Work to complete: Once the lines below holding the string "UnpaidLeave" are counted, give that number alone.

Data excerpts:

--*--

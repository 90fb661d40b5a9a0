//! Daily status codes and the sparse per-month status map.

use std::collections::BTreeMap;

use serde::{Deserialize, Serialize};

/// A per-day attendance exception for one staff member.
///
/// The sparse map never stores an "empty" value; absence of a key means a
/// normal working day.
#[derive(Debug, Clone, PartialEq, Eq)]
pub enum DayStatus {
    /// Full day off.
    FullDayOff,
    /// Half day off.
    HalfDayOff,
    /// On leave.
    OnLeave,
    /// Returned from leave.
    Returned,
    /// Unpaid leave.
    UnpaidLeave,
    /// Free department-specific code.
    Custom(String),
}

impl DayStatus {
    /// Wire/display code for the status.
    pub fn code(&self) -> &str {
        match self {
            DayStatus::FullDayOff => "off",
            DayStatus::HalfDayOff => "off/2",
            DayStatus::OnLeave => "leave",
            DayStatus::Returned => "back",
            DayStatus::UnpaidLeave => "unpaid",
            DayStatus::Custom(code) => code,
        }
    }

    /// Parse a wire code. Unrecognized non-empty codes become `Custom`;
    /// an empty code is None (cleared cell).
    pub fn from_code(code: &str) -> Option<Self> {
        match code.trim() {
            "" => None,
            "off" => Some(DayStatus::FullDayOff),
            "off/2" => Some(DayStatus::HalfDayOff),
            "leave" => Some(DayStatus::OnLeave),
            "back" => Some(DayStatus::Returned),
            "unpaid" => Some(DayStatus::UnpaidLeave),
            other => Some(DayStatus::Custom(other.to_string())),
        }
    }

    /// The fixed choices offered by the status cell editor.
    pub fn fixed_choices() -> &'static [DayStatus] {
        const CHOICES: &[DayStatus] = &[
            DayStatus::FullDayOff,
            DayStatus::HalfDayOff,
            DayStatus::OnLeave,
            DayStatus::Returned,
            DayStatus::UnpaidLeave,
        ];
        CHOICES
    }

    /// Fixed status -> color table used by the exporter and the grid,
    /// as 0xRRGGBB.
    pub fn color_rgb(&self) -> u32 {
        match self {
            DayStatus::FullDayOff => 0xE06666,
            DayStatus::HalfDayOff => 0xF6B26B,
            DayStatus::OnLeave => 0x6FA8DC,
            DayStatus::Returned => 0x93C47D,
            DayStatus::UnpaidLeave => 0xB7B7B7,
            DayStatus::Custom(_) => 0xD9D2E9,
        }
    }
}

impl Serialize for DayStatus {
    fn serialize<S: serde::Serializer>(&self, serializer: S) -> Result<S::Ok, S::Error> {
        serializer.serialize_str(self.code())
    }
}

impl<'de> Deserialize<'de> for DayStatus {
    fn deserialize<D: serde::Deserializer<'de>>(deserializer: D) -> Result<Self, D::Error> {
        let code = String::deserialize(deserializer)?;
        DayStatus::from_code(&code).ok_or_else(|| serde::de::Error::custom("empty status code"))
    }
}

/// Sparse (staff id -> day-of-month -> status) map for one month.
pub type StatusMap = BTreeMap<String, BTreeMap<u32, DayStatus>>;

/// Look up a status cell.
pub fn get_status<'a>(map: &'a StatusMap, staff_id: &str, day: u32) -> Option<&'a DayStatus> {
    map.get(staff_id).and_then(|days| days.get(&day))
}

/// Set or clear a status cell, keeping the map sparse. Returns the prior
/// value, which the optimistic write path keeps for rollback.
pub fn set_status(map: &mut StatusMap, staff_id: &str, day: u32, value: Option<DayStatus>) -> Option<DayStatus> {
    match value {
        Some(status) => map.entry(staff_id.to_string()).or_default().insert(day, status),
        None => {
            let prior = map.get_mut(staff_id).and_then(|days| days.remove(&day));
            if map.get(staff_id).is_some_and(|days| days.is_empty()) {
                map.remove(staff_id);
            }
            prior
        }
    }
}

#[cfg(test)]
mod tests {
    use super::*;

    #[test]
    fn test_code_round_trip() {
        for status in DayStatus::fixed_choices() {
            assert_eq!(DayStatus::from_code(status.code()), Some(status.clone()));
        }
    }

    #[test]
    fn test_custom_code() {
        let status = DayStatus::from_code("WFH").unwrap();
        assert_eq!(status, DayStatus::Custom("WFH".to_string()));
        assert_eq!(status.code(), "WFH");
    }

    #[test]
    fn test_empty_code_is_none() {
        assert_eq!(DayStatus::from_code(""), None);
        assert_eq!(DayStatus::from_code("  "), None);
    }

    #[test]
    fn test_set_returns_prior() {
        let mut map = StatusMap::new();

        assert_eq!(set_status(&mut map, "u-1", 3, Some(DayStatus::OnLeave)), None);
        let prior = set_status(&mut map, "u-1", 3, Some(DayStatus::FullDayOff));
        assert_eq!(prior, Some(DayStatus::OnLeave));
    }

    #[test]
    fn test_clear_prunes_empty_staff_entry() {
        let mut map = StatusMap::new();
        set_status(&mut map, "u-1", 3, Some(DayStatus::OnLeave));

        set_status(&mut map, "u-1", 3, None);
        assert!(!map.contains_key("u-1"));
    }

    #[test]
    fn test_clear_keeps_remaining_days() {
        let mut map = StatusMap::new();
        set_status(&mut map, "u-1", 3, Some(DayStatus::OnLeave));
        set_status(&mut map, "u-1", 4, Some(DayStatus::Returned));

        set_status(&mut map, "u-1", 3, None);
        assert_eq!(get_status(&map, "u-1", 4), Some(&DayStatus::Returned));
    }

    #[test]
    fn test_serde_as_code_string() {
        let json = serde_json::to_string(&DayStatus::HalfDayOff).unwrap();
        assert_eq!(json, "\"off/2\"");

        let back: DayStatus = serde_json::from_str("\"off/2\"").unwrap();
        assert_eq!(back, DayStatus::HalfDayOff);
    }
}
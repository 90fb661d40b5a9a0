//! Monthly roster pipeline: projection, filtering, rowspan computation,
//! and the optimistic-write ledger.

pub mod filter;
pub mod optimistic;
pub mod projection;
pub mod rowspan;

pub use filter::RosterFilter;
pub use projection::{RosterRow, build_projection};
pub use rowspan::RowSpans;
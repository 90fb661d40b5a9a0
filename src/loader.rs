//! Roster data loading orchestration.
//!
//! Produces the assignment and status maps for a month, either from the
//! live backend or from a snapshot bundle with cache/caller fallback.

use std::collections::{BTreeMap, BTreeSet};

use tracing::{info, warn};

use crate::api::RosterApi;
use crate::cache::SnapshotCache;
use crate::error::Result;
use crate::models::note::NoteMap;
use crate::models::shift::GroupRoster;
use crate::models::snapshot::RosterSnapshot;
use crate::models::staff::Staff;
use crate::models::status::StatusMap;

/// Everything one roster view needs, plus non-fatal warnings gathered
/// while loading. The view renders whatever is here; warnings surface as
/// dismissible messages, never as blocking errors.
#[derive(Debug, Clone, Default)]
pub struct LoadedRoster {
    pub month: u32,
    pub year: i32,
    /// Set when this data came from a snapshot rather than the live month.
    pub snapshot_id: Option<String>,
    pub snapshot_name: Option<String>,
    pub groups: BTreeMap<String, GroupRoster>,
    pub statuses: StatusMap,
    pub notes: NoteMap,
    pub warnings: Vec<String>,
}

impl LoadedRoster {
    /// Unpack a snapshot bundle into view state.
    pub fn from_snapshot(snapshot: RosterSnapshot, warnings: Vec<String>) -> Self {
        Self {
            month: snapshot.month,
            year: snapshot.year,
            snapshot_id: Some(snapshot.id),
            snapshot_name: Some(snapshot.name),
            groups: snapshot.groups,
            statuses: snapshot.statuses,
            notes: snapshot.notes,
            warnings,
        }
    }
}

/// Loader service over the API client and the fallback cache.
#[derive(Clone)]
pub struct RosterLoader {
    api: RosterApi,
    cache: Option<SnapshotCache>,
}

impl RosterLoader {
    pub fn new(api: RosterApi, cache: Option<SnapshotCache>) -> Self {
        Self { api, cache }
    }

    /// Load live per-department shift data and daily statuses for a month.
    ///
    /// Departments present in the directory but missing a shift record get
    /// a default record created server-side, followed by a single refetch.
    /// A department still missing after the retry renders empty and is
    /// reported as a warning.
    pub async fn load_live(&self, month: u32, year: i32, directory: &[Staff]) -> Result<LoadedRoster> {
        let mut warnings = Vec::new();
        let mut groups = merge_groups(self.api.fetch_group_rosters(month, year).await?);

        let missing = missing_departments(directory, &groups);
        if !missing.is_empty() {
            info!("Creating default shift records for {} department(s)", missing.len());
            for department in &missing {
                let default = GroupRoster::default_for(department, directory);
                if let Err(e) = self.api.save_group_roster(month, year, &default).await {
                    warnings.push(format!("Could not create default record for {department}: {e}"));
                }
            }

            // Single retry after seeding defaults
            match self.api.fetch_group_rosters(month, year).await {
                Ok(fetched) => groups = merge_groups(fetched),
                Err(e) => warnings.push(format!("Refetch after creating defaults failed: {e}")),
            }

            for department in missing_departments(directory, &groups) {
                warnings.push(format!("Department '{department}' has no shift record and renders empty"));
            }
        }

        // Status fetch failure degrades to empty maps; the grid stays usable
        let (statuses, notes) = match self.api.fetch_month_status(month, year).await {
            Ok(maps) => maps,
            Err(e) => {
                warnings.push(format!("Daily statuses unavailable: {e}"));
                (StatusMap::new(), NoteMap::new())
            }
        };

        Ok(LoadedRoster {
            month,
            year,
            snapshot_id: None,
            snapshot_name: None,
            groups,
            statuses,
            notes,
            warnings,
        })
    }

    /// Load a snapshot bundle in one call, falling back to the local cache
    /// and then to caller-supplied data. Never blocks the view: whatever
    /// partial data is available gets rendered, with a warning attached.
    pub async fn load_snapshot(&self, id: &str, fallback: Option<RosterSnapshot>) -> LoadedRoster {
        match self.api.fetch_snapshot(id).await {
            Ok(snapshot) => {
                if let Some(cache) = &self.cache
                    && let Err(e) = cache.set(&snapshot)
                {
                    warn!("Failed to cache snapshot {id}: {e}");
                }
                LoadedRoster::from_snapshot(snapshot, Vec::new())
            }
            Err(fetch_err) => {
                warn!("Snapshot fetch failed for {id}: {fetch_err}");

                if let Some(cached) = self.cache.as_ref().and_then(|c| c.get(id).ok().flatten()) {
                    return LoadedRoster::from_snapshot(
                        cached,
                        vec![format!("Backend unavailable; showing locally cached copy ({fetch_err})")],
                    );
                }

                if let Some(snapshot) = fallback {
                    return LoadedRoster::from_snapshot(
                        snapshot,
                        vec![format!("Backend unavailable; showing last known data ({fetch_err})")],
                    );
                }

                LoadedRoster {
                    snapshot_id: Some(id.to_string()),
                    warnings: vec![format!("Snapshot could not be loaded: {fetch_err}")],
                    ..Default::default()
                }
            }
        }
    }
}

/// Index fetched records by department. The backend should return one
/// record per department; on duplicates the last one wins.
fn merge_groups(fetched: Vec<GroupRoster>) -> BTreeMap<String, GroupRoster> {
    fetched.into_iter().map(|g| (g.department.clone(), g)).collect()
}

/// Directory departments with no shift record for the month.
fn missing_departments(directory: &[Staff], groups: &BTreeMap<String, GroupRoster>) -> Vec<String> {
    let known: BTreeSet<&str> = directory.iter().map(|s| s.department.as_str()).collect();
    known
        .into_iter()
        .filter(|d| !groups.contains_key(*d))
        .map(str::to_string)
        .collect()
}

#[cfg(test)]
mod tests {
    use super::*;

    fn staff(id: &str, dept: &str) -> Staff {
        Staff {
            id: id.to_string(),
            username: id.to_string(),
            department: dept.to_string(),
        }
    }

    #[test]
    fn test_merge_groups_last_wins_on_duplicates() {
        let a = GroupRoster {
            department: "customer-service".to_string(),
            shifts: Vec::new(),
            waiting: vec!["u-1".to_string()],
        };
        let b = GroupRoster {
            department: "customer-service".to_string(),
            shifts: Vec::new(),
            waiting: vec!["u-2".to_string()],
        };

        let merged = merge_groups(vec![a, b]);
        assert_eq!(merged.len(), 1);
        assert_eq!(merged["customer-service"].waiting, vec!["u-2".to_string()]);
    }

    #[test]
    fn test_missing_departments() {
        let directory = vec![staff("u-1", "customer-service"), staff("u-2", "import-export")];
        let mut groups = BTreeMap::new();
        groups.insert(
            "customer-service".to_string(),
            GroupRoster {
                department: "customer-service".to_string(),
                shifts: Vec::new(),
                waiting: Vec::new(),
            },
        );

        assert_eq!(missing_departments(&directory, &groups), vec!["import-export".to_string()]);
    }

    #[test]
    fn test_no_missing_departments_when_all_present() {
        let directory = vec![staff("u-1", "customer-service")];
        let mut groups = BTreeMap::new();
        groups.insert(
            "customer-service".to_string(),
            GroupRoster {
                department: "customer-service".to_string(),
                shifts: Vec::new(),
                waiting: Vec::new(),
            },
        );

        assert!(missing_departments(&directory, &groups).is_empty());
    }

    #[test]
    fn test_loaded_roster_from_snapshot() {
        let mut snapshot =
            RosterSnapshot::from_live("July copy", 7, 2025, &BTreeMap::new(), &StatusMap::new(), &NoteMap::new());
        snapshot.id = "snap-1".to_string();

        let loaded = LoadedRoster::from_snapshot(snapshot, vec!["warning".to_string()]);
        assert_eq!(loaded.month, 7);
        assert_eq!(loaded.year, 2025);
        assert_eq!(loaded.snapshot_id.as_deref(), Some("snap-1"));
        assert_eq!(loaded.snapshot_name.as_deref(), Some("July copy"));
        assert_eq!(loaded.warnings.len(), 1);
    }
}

--*--

Answer area: 5